A few months ago I wrote a post about a Job Fair sponsored by Buffalo Mayor Byron Brown titled Job Fairs Are Great PR For Politicians But Ineffective Otherwise. The Buffalo News recently ran a follow-up article regarding the City of Buffalo Job Fair.
While Mayor Brown hyped the fact that 1,500 “good-paying” jobs were available at the job fair, attended by 1,900 people, the Buffalo News was able to confirm that 17 people found jobs through the fair. The City disputes the Buffalo News numbers and says that 26 people found work through the job fair.
Brown took office as Mayor proclaiming that he would track and measure the performance of government departments through his CitiStat program. When the Buffalo News pointed out that only 17 people obtained jobs, Brown’s response was “I don’t think the numbers means anything,”, noting that the event was just another effort, in many, to assist people who are looking for employment.”
In my opinion government officials need to focus their time and energy on providing essential city services such as sanitation, police, fire etc. There is very little impact that city officials can have in regard to jobs and economic development. The Buffalo News, HUD and State Comptrollers Office have time after time documented how poorly managed and ineffective city efforts have been to address poverty in Buffalo, the third poorest city in the nation.
Job fairs are ineffective but they are great PR for politicians.

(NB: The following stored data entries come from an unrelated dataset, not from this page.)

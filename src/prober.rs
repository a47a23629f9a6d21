//! Liveness probes (§4.4). Each primitive has a documented portability chain: start
//! with the cheapest/most precise source and fall back to blunter ones on failure, the
//! way the rest of this family of tools shells out to `lsof`/`ss` rather than trying to
//! own socket-table parsing end to end.

use crate::logger::LogLevel;
use crate::log;
use procfs::process::all_processes;
use std::io;
use tokio::process::Command;

/// `true` iff the OS reports `pid` exists (signal 0). A process that exists but that we
/// lack permission to signal (`EPERM`) is still reported alive — its existence, not our
/// ability to signal it, is what we're checking.
pub fn is_pid_live(pid: i32) -> bool {
    let ret = unsafe { libc::kill(pid, 0) };
    if ret == 0 {
        return true;
    }
    matches!(
        io::Error::last_os_error().raw_os_error(),
        Some(libc::EPERM)
    )
}

/// `true` iff `pid` has at least one live descendant process, per the host's
/// parent-index. Used by `IsLive` to detect services that forked and exited their
/// original parent (§ orphan-by-port scenario's sibling case).
pub fn has_child_processes(pid: i32) -> bool {
    let processes = match all_processes() {
        Ok(p) => p,
        Err(e) => {
            log!(LogLevel::Trace, "Failed to enumerate processes: {}", e);
            return false;
        }
    };

    for prc in processes {
        let process = match prc {
            Ok(p) => p,
            Err(_) => continue,
        };
        if let Ok(stat) = process.stat() {
            if stat.ppid == pid {
                return true;
            }
        }
    }
    false
}

/// `true` iff some process on the host has a listening TCP socket bound to `port`.
/// Tries, in order: `lsof` filtered to `LISTEN` state, `lsof` unfiltered, a parse of
/// `/proc/net/tcp{,6}`, then `ss -tlnp` as the last resort. Any attempt succeeding in
/// finding a match returns `true` immediately.
pub async fn is_port_listening(port: u16) -> bool {
    if lsof_listen_filtered(port).await.unwrap_or(false) {
        return true;
    }
    if lsof_unfiltered(port).await.unwrap_or(false) {
        return true;
    }
    if proc_net_tcp_has_listener(port).unwrap_or(false) {
        return true;
    }
    ss_has_listener(port).await.unwrap_or(false)
}

async fn lsof_listen_filtered(port: u16) -> io::Result<bool> {
    let output = Command::new("lsof")
        .arg(format!("-i:{port}"))
        .arg("-sTCP:LISTEN")
        .arg("-t")
        .output()
        .await?;
    Ok(output.status.success() && !output.stdout.is_empty())
}

async fn lsof_unfiltered(port: u16) -> io::Result<bool> {
    let output = Command::new("lsof")
        .arg("-ti")
        .arg(format!(":{port}"))
        .output()
        .await?;
    Ok(output.status.success() && !output.stdout.is_empty())
}

fn proc_net_tcp_has_listener(port: u16) -> io::Result<bool> {
    for path in ["/proc/net/tcp", "/proc/net/tcp6"] {
        if let Ok(contents) = std::fs::read_to_string(path) {
            if proc_net_tcp_contents_have_listener(&contents, port) {
                return Ok(true);
            }
        }
    }
    Ok(false)
}

const TCP_LISTEN_STATE: &str = "0A";

fn proc_net_tcp_contents_have_listener(contents: &str, port: u16) -> bool {
    for line in contents.lines().skip(1) {
        let fields: Vec<&str> = line.split_whitespace().collect();
        if fields.len() < 4 {
            continue;
        }
        let local_address = fields[1];
        let state = fields[3];
        if state.eq_ignore_ascii_case(TCP_LISTEN_STATE) {
            if let Some(hex_port) = local_address.rsplit(':').next() {
                if let Ok(parsed) = u16::from_str_radix(hex_port, 16) {
                    if parsed == port {
                        return true;
                    }
                }
            }
        }
    }
    false
}

async fn ss_has_listener(port: u16) -> io::Result<bool> {
    let output = Command::new("ss").arg("-tlnp").output().await?;
    if !output.status.success() {
        return Ok(false);
    }
    let text = String::from_utf8_lossy(&output.stdout);
    Ok(text
        .lines()
        .any(|line| line.contains("LISTEN") && crate::port_inventory::line_matches_port(line, port)))
}

#[cfg(test)]
mod tests {
    use super::*;

    #[test]
    fn self_pid_is_live() {
        let pid = std::process::id() as i32;
        assert!(is_pid_live(pid));
    }

    #[test]
    fn pid_zero_absurd_is_not_live() {
        assert!(!is_pid_live(i32::MAX));
    }

    #[test]
    fn parses_proc_net_tcp_listen_line() {
        let contents = "\
  sl  local_address rem_address   st\n\
   0: 0100007F:1F90 00000000:0000 0A\n";
        assert!(proc_net_tcp_contents_have_listener(contents, 8080));
        assert!(!proc_net_tcp_contents_have_listener(contents, 9090));
    }

    #[test]
    fn ignores_non_listen_proc_net_tcp_state() {
        let contents = "\
  sl  local_address rem_address   st\n\
   0: 0100007F:1F90 00000000:0000 01\n";
        assert!(!proc_net_tcp_contents_have_listener(contents, 8080));
    }
}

I think the key to job fair effectiveness is work by all stakeholders – organizers, employers, and job seekers – to properly match candidates’ skills with employers’ needs, as well as for organizers to clearly articulate a vision of the job fair. Is it merely meet and greet/table talk? Resume drop? Screening interviews only? (Contemplating at least one additional round of interviewing after the fair ends before jobs are offered.) Single-round interviews? Group interviews? On-the-spot hiring? And are employers drawn from a single industry or hiring for a narrow set of KSA’s? From what you have written about the Buffalo job fair, it seems that there was an unfortunate mismatch in expectations indicative more of poor organizing rather than a a total failure of the job fair as a concept. I think in general one should approach job fairs the same way one approaches online job sites. Sure, Monster or HotJobs might have the most listings, but IT people know to head to Dice and lawyers know to head to Law.com instead.